I have a stealth recruiting talk that I give for machine learning at Xpanse. It goes like this:

  • If you want a real mission in your work, cybersecurity can deliver.
  • My realm of cybersecurity is impossible without AI.
  • Doing this job means solving cool, hard problems.

I pretend the talk is all very objective and about teaching you stuff (which hopefully it also does). I also hint at a lot of the problems that I’ve worked on and solved the past few years. Technical people really like being shown problems and getting to chew on them (which is convenient, because I’m not comfortable publicly sharing how I solved these problems!). And I’m sure it helps that I’m earnest – the slides really are what I love most about my job. The talk works, too. We get solid applicants from it.

I was inspired by a talk I saw from Stitch Fix a number of years ago. I have really minimal interest in clothing… but after hearing them give a technical talk about the problems they were solving, I became convinced they were doing really neat modeling and would be worth considering in a job hunt. Pretty effective. So I tried to channel that insight.

The slides I’m linking here conclude with a harder sell than I usually give, as well as some cross-team Palo Alto projects, because I revised this version for an explicitly recruiting context. (One of our senior recruiters had seen me give this talk at the Lesbians Who Tech conference, and he asked me to give it again in a different context.)

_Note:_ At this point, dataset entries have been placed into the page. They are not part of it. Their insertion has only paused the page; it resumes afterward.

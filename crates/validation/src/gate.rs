//! Field-level predicates.
//!
//! [`ValidationGate`] carries the limits; the free functions use
//! [`ValidationLimits::DEFAULT`].

use chrono::{DateTime, Duration, Utc};
use once_cell::sync::Lazy;
use regex::Regex;

use crate::ValidationLimits;

// Compiled once. A pattern that fails to compile leaves `None`, which makes
// the matching predicate answer `false`.
static EMAIL: Lazy<Option<Regex>> = Lazy::new(|| {
    Regex::new(
        r"^[A-Za-z0-9!#$%&'*+/=?^_`{|}~-]+(?:\.[A-Za-z0-9!#$%&'*+/=?^_`{|}~-]+)*@[A-Za-z0-9](?:[A-Za-z0-9-]{0,61}[A-Za-z0-9])?(?:\.[A-Za-z0-9](?:[A-Za-z0-9-]{0,61}[A-Za-z0-9])?)+$",
    )
    .ok()
});

static SEMESTER: Lazy<Option<Regex>> =
    Lazy::new(|| Regex::new(r"^(Spring|Summer|Fall) [0-9]{4}$").ok());

fn is_match(pattern: &Lazy<Option<Regex>>, s: &str) -> bool {
    let compiled: &Option<Regex> = pattern;
    compiled.as_ref().is_some_and(|re| re.is_match(s))
}

fn char_len_within(s: &str, min: usize, max: usize) -> bool {
    let len = s.chars().count();
    (min..=max).contains(&len)
}

/// Non-blank text whose length, padding included, is within `[min, max]`.
fn text_within(s: &str, min: usize, max: usize) -> bool {
    !s.trim().is_empty() && char_len_within(s, min, max)
}

fn minutes(n: i64) -> Option<Duration> {
    Duration::try_minutes(n)
}

/// Validators bound to a set of limits.
#[derive(Debug, Clone, Copy, PartialEq, Eq, Default)]
pub struct ValidationGate {
    limits: ValidationLimits,
}

impl ValidationGate {
    pub const DEFAULT: ValidationGate = ValidationGate::new(ValidationLimits::DEFAULT);

    pub const fn new(limits: ValidationLimits) -> Self {
        Self { limits }
    }

    pub fn limits(&self) -> &ValidationLimits {
        &self.limits
    }

    pub fn is_valid_email(&self, s: &str) -> bool {
        !s.is_empty() && s.len() <= self.limits.max_email_len && is_match(&EMAIL, s)
    }

    pub fn is_valid_student_id(&self, s: &str) -> bool {
        s.chars().all(|c| c.is_ascii_digit())
            && (self.limits.min_student_id_digits..=self.limits.max_student_id_digits)
                .contains(&s.len())
    }

    /// At least the minimum length, with an uppercase letter, a lowercase
    /// letter, a digit and a symbol (anything that is neither a word
    /// character nor whitespace).
    pub fn is_valid_password(&self, s: &str) -> bool {
        if s.chars().count() < self.limits.min_password_len {
            return false;
        }

        let has_upper = s.chars().any(|c| c.is_ascii_uppercase());
        let has_lower = s.chars().any(|c| c.is_ascii_lowercase());
        let has_digit = s.chars().any(|c| c.is_ascii_digit());
        let has_symbol = s
            .chars()
            .any(|c| !c.is_alphanumeric() && c != '_' && !c.is_whitespace());

        has_upper && has_lower && has_digit && has_symbol
    }

    /// Letters, spaces, hyphens and apostrophes only.
    pub fn is_valid_full_name(&self, s: &str) -> bool {
        text_within(
            s,
            self.limits.min_full_name_len,
            self.limits.max_full_name_len,
        ) && s
            .chars()
            .all(|c| c.is_alphabetic() || c == ' ' || c == '-' || c == '\'')
    }

    pub fn is_valid_club_name(&self, s: &str) -> bool {
        text_within(s, self.limits.min_club_name_len, self.limits.max_club_name_len)
    }

    pub fn is_valid_description(&self, s: &str) -> bool {
        text_within(
            s,
            self.limits.min_description_len,
            self.limits.max_description_len,
        )
    }

    pub fn is_valid_event_name(&self, s: &str) -> bool {
        text_within(s, self.limits.min_event_name_len, self.limits.max_event_name_len)
    }

    /// New events must start at least the configured lead time after `now`.
    pub fn is_valid_event_date_at(&self, date: DateTime<Utc>, now: DateTime<Utc>) -> bool {
        minutes(self.limits.event_lead_minutes)
            .and_then(|lead| now.checked_add_signed(lead))
            .is_some_and(|earliest| date >= earliest)
    }

    pub fn is_valid_event_date(&self, date: DateTime<Utc>) -> bool {
        self.is_valid_event_date_at(date, Utc::now())
    }

    /// Registration is open until the cut-off before the event starts.
    pub fn can_register_for_event(
        &self,
        event_date: DateTime<Utc>,
        registration_date: DateTime<Utc>,
    ) -> bool {
        minutes(self.limits.registration_cutoff_minutes)
            .and_then(|cutoff| event_date.checked_sub_signed(cutoff))
            .is_some_and(|closes| registration_date <= closes)
    }

    /// Attendance may be taken from shortly before the start until a day after.
    pub fn can_mark_attendance(
        &self,
        event_date: DateTime<Utc>,
        attendance_date: DateTime<Utc>,
    ) -> bool {
        let opens = minutes(self.limits.attendance_open_minutes_before)
            .and_then(|before| event_date.checked_sub_signed(before));
        let closes = minutes(self.limits.attendance_close_minutes_after)
            .and_then(|after| event_date.checked_add_signed(after));

        match (opens, closes) {
            (Some(opens), Some(closes)) => opens <= attendance_date && attendance_date <= closes,
            _ => false,
        }
    }

    pub fn is_valid_report_title(&self, s: &str) -> bool {
        text_within(
            s,
            self.limits.min_report_title_len,
            self.limits.max_report_title_len,
        )
    }

    /// `Spring 2025`, `Summer 2025` or `Fall 2025`.
    pub fn is_valid_semester(&self, s: &str) -> bool {
        is_match(&SEMESTER, s)
    }

    pub fn is_valid_pagination_parameters(&self, page: i64, page_size: i64) -> bool {
        page > 0 && page_size > 0 && page_size <= self.limits.max_page_size
    }

    /// An open-ended range (either bound missing) is always valid.
    pub fn is_valid_date_range(
        &self,
        from: Option<DateTime<Utc>>,
        to: Option<DateTime<Utc>>,
    ) -> bool {
        match (from, to) {
            (Some(from), Some(to)) => from <= to,
            _ => true,
        }
    }

    /// Phone numbers are optional. When present: an optional leading `+`,
    /// then 7 to 15 digits, with spaces or hyphens allowed between them.
    pub fn is_valid_phone(&self, s: &str) -> bool {
        let trimmed = s.trim();
        if trimmed.is_empty() {
            return true;
        }

        let body = trimmed.strip_prefix('+').unwrap_or(trimmed);
        if !body.starts_with(|c: char| c.is_ascii_digit()) {
            return false;
        }
        if !body
            .chars()
            .all(|c| c.is_ascii_digit() || c == ' ' || c == '-')
        {
            return false;
        }

        let digits = body.chars().filter(char::is_ascii_digit).count();
        (7..=15).contains(&digits)
    }
}

pub fn is_valid_email(s: &str) -> bool {
    ValidationGate::DEFAULT.is_valid_email(s)
}

pub fn is_valid_student_id(s: &str) -> bool {
    ValidationGate::DEFAULT.is_valid_student_id(s)
}

pub fn is_valid_password(s: &str) -> bool {
    ValidationGate::DEFAULT.is_valid_password(s)
}

pub fn is_valid_full_name(s: &str) -> bool {
    ValidationGate::DEFAULT.is_valid_full_name(s)
}

pub fn is_valid_club_name(s: &str) -> bool {
    ValidationGate::DEFAULT.is_valid_club_name(s)
}

pub fn is_valid_description(s: &str) -> bool {
    ValidationGate::DEFAULT.is_valid_description(s)
}

pub fn is_valid_event_name(s: &str) -> bool {
    ValidationGate::DEFAULT.is_valid_event_name(s)
}

pub fn is_valid_event_date(date: DateTime<Utc>) -> bool {
    ValidationGate::DEFAULT.is_valid_event_date(date)
}

pub fn is_valid_event_date_at(date: DateTime<Utc>, now: DateTime<Utc>) -> bool {
    ValidationGate::DEFAULT.is_valid_event_date_at(date, now)
}

pub fn can_register_for_event(event_date: DateTime<Utc>, registration_date: DateTime<Utc>) -> bool {
    ValidationGate::DEFAULT.can_register_for_event(event_date, registration_date)
}

pub fn can_mark_attendance(event_date: DateTime<Utc>, attendance_date: DateTime<Utc>) -> bool {
    ValidationGate::DEFAULT.can_mark_attendance(event_date, attendance_date)
}

pub fn is_valid_report_title(s: &str) -> bool {
    ValidationGate::DEFAULT.is_valid_report_title(s)
}

pub fn is_valid_semester(s: &str) -> bool {
    ValidationGate::DEFAULT.is_valid_semester(s)
}

pub fn is_valid_pagination_parameters(page: i64, page_size: i64) -> bool {
    ValidationGate::DEFAULT.is_valid_pagination_parameters(page, page_size)
}

pub fn is_valid_date_range(from: Option<DateTime<Utc>>, to: Option<DateTime<Utc>>) -> bool {
    ValidationGate::DEFAULT.is_valid_date_range(from, to)
}

pub fn is_valid_phone(s: &str) -> bool {
    ValidationGate::DEFAULT.is_valid_phone(s)
}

Comfort, distress and dominance: Reading body language

Body language can indicate state of mind. Being familiar with body language tells can help people read a room, avoid closing past the sell on a negotiation, and become more self-aware. I wrote and delivered a short orientation to Comfort, distress and dominance: Reading body language as part of a non-technical skills development series within an established team. It is framed as three 2-3 minute topic introductions followed by 5-10 minutes of small group moderated discussion.